Беседуя, Саулу и любопытному старичку приходилось перекрикивать осла, и поэтому смысл вопроса не сразу дошел до несчастного. А когда дошел, он аж подпрыгнул, несмотря на то, что сидел, округлил глаза еще больше, чем старичок, и испуганно обернулся.
– Что ты такое говоришь, отец?! Не был бы ты так слаб, убелен сединами и участлив к чужому горю, за такой вопрос ты съел бы свою бороду. Моя супруга, Вани, прекрасна как пери и добродетельна как… как…
Не найдя подходящего слова Саул воздел руки к небу, словно призывая его в свидетели. Осел подкрепил просьбу особо громким и продолжительным воплем.
Старик, услышав такие слова, неожиданно расплылся в улыбке, обнаружив недостаток передних зубов, и голосом, совсем не старческим, тихо поинтересовался:
– Ну что, Саул, так и не признал родича?
Брови торговца взлетели вверх аж на два пальца, да не своих, сухих и тонких, а два мягких, толстых пальца какого-нибудь придворного сановника.
– Боги свидетели! Тебя бы и родная мать не признала. Что за темный демон добавил тебе лишних два десятка лет?

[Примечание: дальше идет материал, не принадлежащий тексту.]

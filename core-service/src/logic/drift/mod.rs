//! Drift Module
//!
//! Flags raw feature readings that fall outside fixed engineering bounds.
//!
//! ## Structure
//! - `types`: Threshold table, bound direction, findings
//! - `detector`: Detection logic

pub mod types;
pub mod detector;

pub use types::{
    BoundDirection,
    DriftFinding,
    DriftThreshold,
    DriftThresholdTable,
    DriftThresholdTableBuilder,
};

pub use detector::detect;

– Это твоя прекрасная как пери и добродетельная, как не знаю кто женушка, – хихикнул Танкар.
– Уй, страсти! Что же она такое натворила, что волосы твои, желтые, как золотые диргемы в подвалах владык Персии, в одночасье стали белы, как снега Гипербореи, кожа лица, нежная, как спелый персик, превратилась в печеное яблоко, а эти мраморные зубы, похожие на колонны во дворце правителя… Хотя с зубами у тебя вроде и раньше был недочет?
К середине его речи Танкар уже сидел на мостовой, держась за живот.

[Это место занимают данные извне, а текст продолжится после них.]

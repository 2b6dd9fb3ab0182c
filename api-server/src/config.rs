//! Configuration module

use std::env;
use std::path::PathBuf;

use esp_risk_core::constants::{get_model_path, DEFAULT_RED_THRESHOLD};
use esp_risk_core::logic::model::ModelManifest;
use esp_risk_core::logic::risk::{DevelopingFaultRule, RiskPolicy};

/// Application configuration
#[derive(Debug, Clone)]
pub struct Config {
    /// Server port
    pub port: u16,

    /// Trained classifier (ONNX)
    pub model_path: PathBuf,

    /// Label encoder classes + integrity checks
    pub manifest_path: PathBuf,

    /// Fault probability above this = RED
    pub red_threshold: f64,

    /// YELLOW-tier probability rule
    pub developing_fault: DevelopingFaultRule,

    /// Environment (development, production)
    pub environment: String,
}

impl Config {
    /// Load configuration from environment variables
    pub fn from_env() -> Self {
        let model_path = PathBuf::from(get_model_path());
        Self::from_lookup(model_path, |key| env::var(key).ok())
    }

    fn from_lookup(model_path: PathBuf, get: impl Fn(&str) -> Option<String>) -> Self {
        let manifest_path = get("MODEL_MANIFEST_PATH")
            .map(PathBuf::from)
            .unwrap_or_else(|| ModelManifest::path_for(&model_path));

        let red_threshold = get("RED_THRESHOLD")
            .and_then(|v| match v.parse::<f64>() {
                Ok(t) if is_probability(t) => Some(t),
                _ => {
                    tracing::warn!("Ignoring invalid RED_THRESHOLD '{}'", v);
                    None
                }
            })
            .unwrap_or(DEFAULT_RED_THRESHOLD);

        let developing_fault = get("DEVELOPING_FAULT_RULE")
            .and_then(|v| match v.parse::<DevelopingFaultRule>() {
                Ok(rule) if is_probability(rule.threshold()) => Some(rule),
                Ok(rule) => {
                    tracing::warn!("Ignoring DEVELOPING_FAULT_RULE '{}': threshold outside [0, 1]", rule);
                    None
                }
                Err(e) => {
                    tracing::warn!("Ignoring DEVELOPING_FAULT_RULE: {}", e);
                    None
                }
            })
            .unwrap_or_default();

        Self {
            port: get("PORT")
                .and_then(|p| p.parse().ok())
                .unwrap_or(8000),

            model_path,
            manifest_path,
            red_threshold,
            developing_fault,

            environment: get("ENVIRONMENT")
                .unwrap_or_else(|| "development".to_string()),
        }
    }

    pub fn risk_policy(&self) -> RiskPolicy {
        RiskPolicy {
            red_threshold: self.red_threshold,
            developing_fault: self.developing_fault,
        }
    }
}

fn is_probability(value: f64) -> bool {
    (0.0..=1.0).contains(&value)
}

impl Default for Config {
    fn default() -> Self {
        Self::from_lookup(PathBuf::from(get_model_path()), |_| None)
    }
}

#[cfg(test)]
mod tests {
    use super::*;
    use std::collections::HashMap;

    fn config(vars: &[(&str, &str)]) -> Config {
        let vars: HashMap<String, String> =
            vars.iter().map(|(k, v)| (k.to_string(), v.to_string())).collect();
        Config::from_lookup(PathBuf::from("models/esp.onnx"), |key| vars.get(key).cloned())
    }

    #[test]
    fn test_defaults() {
        let config = config(&[]);
        assert_eq!(config.port, 8000);
        assert_eq!(config.manifest_path, PathBuf::from("models/esp.json"));
        assert_eq!(config.risk_policy(), RiskPolicy::default());
        assert_eq!(config.environment, "development");
    }

    #[test]
    fn test_overrides() {
        let config = config(&[
            ("PORT", "9090"),
            ("MODEL_MANIFEST_PATH", "/etc/esp/classes.json"),
            ("RED_THRESHOLD", "0.9"),
            ("DEVELOPING_FAULT_RULE", "normal_below:0.9"),
            ("ENVIRONMENT", "production"),
        ]);
        assert_eq!(config.port, 9090);
        assert_eq!(config.manifest_path, PathBuf::from("/etc/esp/classes.json"));
        assert_eq!(config.red_threshold, 0.9);
        assert_eq!(config.developing_fault, DevelopingFaultRule::NormalProbabilityBelow(0.9));
        assert_eq!(config.environment, "production");
    }

    #[test]
    fn test_invalid_values_fall_back() {
        let config = config(&[
            ("PORT", "http"),
            ("RED_THRESHOLD", "high"),
            ("DEVELOPING_FAULT_RULE", "margin:0.2"),
        ]);
        assert_eq!(config.port, 8000);
        assert_eq!(config.red_threshold, DEFAULT_RED_THRESHOLD);
        assert_eq!(config.developing_fault, DevelopingFaultRule::default());
    }

    #[test]
    fn test_out_of_range_thresholds_fall_back() {
        for red in ["1.5", "-0.1", "NaN"] {
            let config = config(&[("RED_THRESHOLD", red), ("DEVELOPING_FAULT_RULE", "normal_below:2")]);
            assert_eq!(config.red_threshold, DEFAULT_RED_THRESHOLD);
            assert_eq!(config.developing_fault, DevelopingFaultRule::default());
            assert!(config.risk_policy().validate().is_ok());
        }
    }
}
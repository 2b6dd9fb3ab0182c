//! HTTP handlers

pub mod health;
pub mod predict;
pub mod thresholds;
//! Risk Engine
//!
//! Owns the immutable configuration (drift table + tier policy) and runs
//! detector then resolver. Build one at startup and share it behind an
//! `Arc`; `assess` takes `&self` and touches no shared mutable state.

use serde::Serialize;

use super::probabilities::ProbabilityDistribution;
use super::resolver::resolve;
use super::rules::RiskPolicy;
use super::types::Assessment;
use crate::error::RiskResult;
use crate::logic::drift::{detect, DriftFinding, DriftThresholdTable};
use crate::logic::features::FeatureVector;

#[derive(Debug, Clone, Default, PartialEq, Serialize)]
pub struct RiskConfig {
    pub drift: DriftThresholdTable,
    pub policy: RiskPolicy,
}

#[derive(Debug, Clone)]
pub struct RiskEngine {
    config: RiskConfig,
}

impl RiskEngine {
    pub fn new(config: RiskConfig) -> RiskResult<Self> {
        config.policy.validate()?;
        if config.drift.is_empty() {
            log::warn!("No drift bounds configured; YELLOW only from classifier probabilities");
        }
        log::info!(
            "Risk engine initialized: red > {:.2}, developing fault rule {}, {} drift bounds",
            config.policy.red_threshold,
            config.policy.developing_fault,
            config.drift.len()
        );
        Ok(Self { config })
    }

    pub fn config(&self) -> &RiskConfig {
        &self.config
    }

    pub fn check_drift(&self, features: &FeatureVector) -> Vec<DriftFinding> {
        detect(features, &self.config.drift)
    }

    pub fn assess(
        &self,
        features: &FeatureVector,
        probabilities: &ProbabilityDistribution,
    ) -> RiskResult<Assessment> {
        let drift = self.check_drift(features);
        if !drift.is_empty() {
            log::info!(
                "Feature drift in {} of {} bounded features",
                drift.len(),
                self.config.drift.len()
            );
        }

        let assessment = resolve(probabilities, &drift, &self.config.policy)?;
        log::debug!("Assessment: {} ({})", assessment.tier, assessment.reason);
        Ok(assessment)
    }

    /// Same as `assess`, for callers holding unchecked input
    pub fn assess_raw(
        &self,
        features: &[f64],
        probabilities: &ProbabilityDistribution,
    ) -> RiskResult<Assessment> {
        let features = FeatureVector::try_from(features)?;
        self.assess(&features, probabilities)
    }
}

impl Default for RiskEngine {
    fn default() -> Self {
        Self { config: RiskConfig::default() }
    }
}

// ============================================================================
// TESTS
// ============================================================================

– Никаких таких ужасов, – сказал он, насмеявшись вволю, – она просто измазала меня рыбьим клеем, рисовой мукой и еще какой-то дрянью из маленьких глиняных горшочков, которые стоят дороже корзины соленой рыбы и могут превратить в прекрасную пери даже старую больную корову. Я прошел этот город, как нагретый нож кусок масла.
– Я торопился к Абасу, – сказал Саул, – но теперь уже не тороплюсь. Солнце село, и кривой наверняка свернул торговлю. Я не жалею, что из-за этой неразумной скотины лишился ужина, ведь взамен боги послали мне тебя, – голос Саула дрогнул.
– Считаешь, что мои худые мослы вполне сгодятся тебе на холостяцкую похлебку?
– Умолкни, бессовестный! Теперь мне нечем тебя накормить!
– Если это единственное, шо тебя печалит, так можешь выкинуть эту печаль прямо здесь, – для верности Танкар ткнул пальцем в то место, где стоял, – неужели ты думаешь, шо женщина, чью добродетель ты превозносил так красноречиво, шо даже осел заслушался, оставила своего дорогого брата и еще более дорогого супруга без ужина?
Только тут Саул заметил, что старик прижимает к боку котомку, а в следующее мгновение его широкие ноздри поймали божественный аромат баранины с перцем.